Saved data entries
======
//! Port traits implemented by infrastructure crates.
//!
//! The domain defines *what* it needs from the outside world; adapters in
//! `cloud` and `slack` define *how* to supply it. Every trait is object-safe so
//! the composition root can wire `Arc<dyn …>` values.

use async_trait::async_trait;

use crate::{
    Announcement, ApplicationName, ApplicationRecord, BuildId, BuildRecord, ChannelId, ChatUserId,
    ControlError, DeliveryError, EnvironmentName, FetchError, LookupError, ProjectName, Record,
    UserEmail, VersionLabel,
};

/// Lists the complete current set of records of one kind.
#[async_trait]
pub trait ResourceFetcher<T: Record>: Send + Sync {
    async fn list(&self) -> Result<Vec<T>, FetchError>;
}

/// Build-side calls made by the command surface.
#[async_trait]
pub trait BuildControl: Send + Sync {
    async fn list_projects(&self) -> Result<Vec<ProjectName>, ControlError>;

    /// Starts a build and returns the record of the new invocation.
    async fn start_build(&self, project: &ProjectName) -> Result<BuildRecord, ControlError>;

    async fn delete_build(&self, id: &BuildId) -> Result<(), ControlError>;
}

/// Environment-side calls made by the command surface.
#[async_trait]
pub trait EnvironmentControl: Send + Sync {
    async fn list_applications(&self) -> Result<Vec<ApplicationRecord>, ControlError>;

    /// Creates a fresh application version and deploys it to `environment`.
    ///
    /// Returns the label of the version being deployed.
    async fn rebuild_environment(
        &self,
        application: &ApplicationName,
        environment: &EnvironmentName,
    ) -> Result<VersionLabel, ControlError>;
}

/// Delivers a rendered message to a chat destination.
#[async_trait]
pub trait NotificationSink: Send + Sync {
    async fn post(
        &self,
        destination: &ChannelId,
        announcement: &Announcement,
    ) -> Result<(), DeliveryError>;
}

/// Resolves chat users to the email addresses that key the permission table.
#[async_trait]
pub trait UserDirectory: Send + Sync {
    async fn email_for(&self, user: &ChatUserId) -> Result<UserEmail, LookupError>;
}

/// A chat message addressed to the bot, after the mention has been stripped.
#[derive(Debug, Clone, PartialEq, Eq)]
pub struct CommandRequest {
    pub user: ChatUserId,
    pub channel: ChannelId,
    pub text: String,
}

/// Executes chat commands; implemented by the orchestration layer and called
/// by whichever transport receives chat messages.
#[async_trait]
pub trait CommandService: Send + Sync {
    async fn handle(&self, request: CommandRequest) -> Announcement;
}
======
> _Directions_:
Copy out every line from the data above that has "surface" in it.

> _Worked solution_:
/// Build-side calls made by the command surface.
/// Environment-side calls made by the command surface.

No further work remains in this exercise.